February 02, 2021
Ruapekapeka enemies find common ground in waahi tapu
While around the world monuments of colonialism are being torn down, in Northland this morning a memorial stone is being unveiled for British soldiers and sailors killed while trying to enforce colonial rule on Ngapuhi.
Ruapekapeka Trust interim chair Pita Tipene says the graves of the 12 soldiers were located in 2017 beside what had been the encampment from which the British and their Ngāpuhi allies launched the January 1846 attack on the fighting pa built by Te Ruki Kāwiti.
He says the hapū which make up the trust, Ngāti Manu, Ngāti Hau, Ngāti Hine and Te Kapotai, want to honour their historic enemies.
"Those graves have been trodden on, had cows grazing on them, even had maize planted on top of them. They're really only shallow graves too, only a couple of feet down.

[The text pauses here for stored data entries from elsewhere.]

//! Grid operations and the editing session for Motif.
//!
//! The three generative operations each split into a synchronous `begin`
//! that mutates the grid (placing loading placeholders where needed) and
//! a `complete` that consumes the sequence service's reply:
//!
//! - [`FirstSquareExpander`]: grows a single seed cell into a 2×2 block.
//! - [`PullOperator`]: pulls two neighbours apart and interpolates the gap.
//! - [`FormationFillEngine`]: fills the whole grid from a formation's corners.
//!
//! [`Session`] ties them to a [`GridStore`](motif_grid::GridStore), a
//! [`HistoryStore`](motif_history::HistoryStore) and a background
//! [`ServiceWorker`](motif_service::ServiceWorker), serializing edits with
//! a [`BatchLock`].

#![deny(missing_docs)]
#![deny(rustdoc::broken_intra_doc_links)]
#![forbid(unsafe_code)]

pub mod config;
pub mod error;
pub mod expand;
pub mod fill;
pub mod job;
pub mod lock;
pub mod metrics;
pub mod pull;
pub mod session;

pub use config::{ConfigError, SessionConfig};
pub use error::EditError;
pub use expand::{ExpandJob, FirstSquareExpander, SampleJob};
pub use fill::{FillJob, FormationFillEngine};
pub use job::{Begin, EditOutcome, PendingJob};
pub use lock::{BatchGuard, BatchLock};
pub use metrics::SessionMetrics;
pub use pull::{PullJob, PullOperator};
pub use session::{Edit, EditKind, EditReport, EditTicket, Session};
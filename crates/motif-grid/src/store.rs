//! [`GridStore`]: the authoritative set of grid cells.
//!
//! Cells are kept in insertion order. Replacing a cell keeps its slot;
//! removing one closes the gap. Nothing in the store captures history;
//! callers snapshot explicitly.

use crossbeam_channel::{Receiver, Sender};
use indexmap::IndexMap;
use motif_core::{GridGeneration, GridPos, Sequence};
use smallvec::SmallVec;

use crate::bounds::GridBounds;
use crate::cell::Cell;
use crate::error::GridError;

/// Describes one successful grid mutation.
#[derive(Clone, Debug, PartialEq, Eq)]
pub enum GridChange {
    /// A cell was inserted or fully replaced.
    Placed {
        /// Position of the cell.
        pos: GridPos,
        /// Loading flag of the new cell.
        is_loading: bool,
        /// Whether an existing cell was replaced.
        replaced: bool,
    },
    /// An existing cell's sequence and loading flag were rewritten.
    Updated {
        /// Position of the cell.
        pos: GridPos,
        /// New loading flag.
        is_loading: bool,
    },
    /// Cells were deleted.
    Removed {
        /// Positions that actually held a cell.
        positions: SmallVec<[GridPos; 4]>,
    },
    /// Every cell was deleted.
    Cleared {
        /// Generation after the clear.
        generation: GridGeneration,
    },
    /// The whole grid was replaced from a snapshot.
    Restored {
        /// Number of cells now on the grid.
        cells: usize,
        /// Generation after the restore.
        generation: GridGeneration,
    },
}

/// Owns every cell on a bounded grid.
///
/// # Examples
///
/// ```
/// use motif_core::GridPos;
/// use motif_grid::{GridBounds, GridStore};
///
/// let mut grid = GridStore::new(GridBounds::new(11, 7).unwrap());
/// grid.initialize_grid();
/// let seed = grid.get_square_at_position(GridPos::new(5, 3)).unwrap();
/// assert!(seed.first_square);
///
/// assert!(grid.place_square(GridPos::new(11, 0), None, false).is_err());
/// assert_eq!(grid.len(), 1);
/// ```
pub struct GridStore {
    bounds: GridBounds,
    cells: IndexMap<GridPos, Cell>,
    revision: u64,
    generation: GridGeneration,
    subscribers: Vec<Sender<GridChange>>,
}

impl GridStore {
    /// An empty grid with the given bounds.
    pub fn new(bounds: GridBounds) -> Self {
        Self {
            bounds,
            cells: IndexMap::new(),
            revision: 0,
            generation: GridGeneration::default(),
            subscribers: Vec::new(),
        }
    }

    /// The grid extent.
    pub fn bounds(&self) -> GridBounds {
        self.bounds
    }

    /// Number of occupied positions.
    pub fn len(&self) -> usize {
        self.cells.len()
    }

    /// Whether no position is occupied.
    pub fn is_empty(&self) -> bool {
        self.cells.is_empty()
    }

    /// Counter bumped by every successful mutation.
    pub fn revision(&self) -> u64 {
        self.revision
    }

    /// Token advanced by whole-board replacement (clear or restore).
    pub fn generation(&self) -> GridGeneration {
        self.generation
    }

    /// Cells in insertion order.
    pub fn cells(&self) -> impl Iterator<Item = &Cell> {
        self.cells.values()
    }

    /// Deep copy of every cell, in insertion order.
    pub fn snapshot_cells(&self) -> Vec<Cell> {
        self.cells.values().cloned().collect()
    }

    /// The cell at `pos`, if any.
    pub fn get_square_at_position(&self, pos: GridPos) -> Option<&Cell> {
        self.cells.get(&pos)
    }

    /// Whether `pos` holds a cell.
    pub fn is_occupied(&self, pos: GridPos) -> bool {
        self.cells.contains_key(&pos)
    }

    /// The only cell, when exactly one exists.
    pub fn sole_cell(&self) -> Option<&Cell> {
        match self.cells.len() {
            1 => self.cells.values().next(),
            _ => None,
        }
    }

    /// Whether any cell is still waiting for a generated sequence.
    pub fn has_pending(&self) -> bool {
        self.cells.values().any(|c| c.is_loading)
    }

    /// Receive every future [`GridChange`].
    ///
    /// Dropping the receiver unsubscribes.
    pub fn subscribe(&mut self) -> Receiver<GridChange> {
        let (tx, rx) = crossbeam_channel::unbounded();
        self.subscribers.push(tx);
        rx
    }

    /// Insert a cell at `pos`, or fully replace the cell already there.
    ///
    /// Out-of-bounds positions are rejected with a warning and leave the
    /// grid untouched. The new cell is marked `first_square` when the grid
    /// was empty.
    pub fn place_square(
        &mut self,
        pos: GridPos,
        sequence: Option<Sequence>,
        is_loading: bool,
    ) -> Result<GridChange, GridError> {
        if !self.bounds.contains(pos) {
            let err = GridError::OutOfBounds {
                pos,
                cols: self.bounds.cols(),
                rows: self.bounds.rows(),
            };
            tracing::warn!(%pos, "{err}");
            return Err(err);
        }
        let cell = Cell {
            pos,
            sequence,
            is_loading,
            first_square: self.cells.is_empty(),
        };
        let replaced = self.cells.insert(pos, cell).is_some();
        Ok(self.commit(GridChange::Placed {
            pos,
            is_loading,
            replaced,
        }))
    }

    /// Rewrite the sequence and loading flag of the cell at `pos`.
    ///
    /// A missing cell is reported with a warning; nothing is created.
    pub fn update_square(
        &mut self,
        pos: GridPos,
        sequence: Option<Sequence>,
        is_loading: bool,
    ) -> Result<GridChange, GridError> {
        let Some(cell) = self.cells.get_mut(&pos) else {
            let err = GridError::NoCell { pos };
            tracing::warn!(%pos, "{err}");
            return Err(err);
        };
        cell.sequence = sequence;
        cell.is_loading = is_loading;
        Ok(self.commit(GridChange::Updated { pos, is_loading }))
    }

    /// Delete the cell at `pos`. Returns `None` when there was none.
    pub fn remove_square(&mut self, pos: GridPos) -> Option<GridChange> {
        self.remove_squares(&[pos])
    }

    /// Delete every cell whose position is listed. Absent positions are
    /// ignored; returns `None` when nothing was removed.
    pub fn remove_squares(&mut self, positions: &[GridPos]) -> Option<GridChange> {
        let removed: SmallVec<[GridPos; 4]> = positions
            .iter()
            .copied()
            .filter(|pos| self.cells.shift_remove(pos).is_some())
            .collect();
        if removed.is_empty() {
            return None;
        }
        Some(self.commit(GridChange::Removed { positions: removed }))
    }

    /// Delete every cell and advance the generation.
    pub fn clear_grid(&mut self) -> GridChange {
        self.cells.clear();
        self.generation = self.generation.next();
        self.commit(GridChange::Cleared {
            generation: self.generation,
        })
    }

    /// Reset to the start state: an empty grid with one blank cell at the
    /// center.
    pub fn initialize_grid(&mut self) {
        self.clear_grid();
        let center = self.bounds.center();
        if let Err(err) = self.place_square(center, None, false) {
            tracing::warn!("failed to place initial cell: {err}");
        }
    }

    /// Replace all content with `cells` and advance the generation.
    ///
    /// Cells outside the bounds are skipped with a warning. Later cells at
    /// a duplicate position replace earlier ones. Flags are kept as stored.
    pub fn restore<I>(&mut self, cells: I) -> GridChange
    where
        I: IntoIterator<Item = Cell>,
    {
        self.cells.clear();
        for cell in cells {
            if !self.bounds.contains(cell.pos) {
                tracing::warn!(pos = %cell.pos, "skipping out-of-bounds cell during restore");
                continue;
            }
            self.cells.insert(cell.pos, cell);
        }
        self.generation = self.generation.next();
        self.commit(GridChange::Restored {
            cells: self.cells.len(),
            generation: self.generation,
        })
    }

    fn commit(&mut self, change: GridChange) -> GridChange {
        self.revision += 1;
        self.subscribers
            .retain(|tx| tx.send(change.clone()).is_ok());
        change
    }
}

impl std::fmt::Debug for GridStore {
    fn fmt(&self, f: &mut std::fmt::Formatter<'_>) -> std::fmt::Result {
        f.debug_struct("GridStore")
            .field("bounds", &self.bounds)
            .field("cells", &self.cells.len())
            .field("revision", &self.revision)
            .field("generation", &self.generation)
            .finish()
    }
}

We just want to give them the respect and reverence our tūpuna had for them in life as they respected them as enemies fighting for their lives so as we say we will respect them in death as our tūpuna respected them in life," Mr Tipene says.
The ceremony on the ridge near Kawakawa started at 6 am with the raising of the flags of the hapū involved in the battle, and those attending include Prime Minister Jacinda Ardern, Governor-General Dame Patsy Reddy, and British High Commissioner Laura Clarke, with Defence Minister Peeni Henare, a descendant of Kāwiti, the Master of Ceremonies.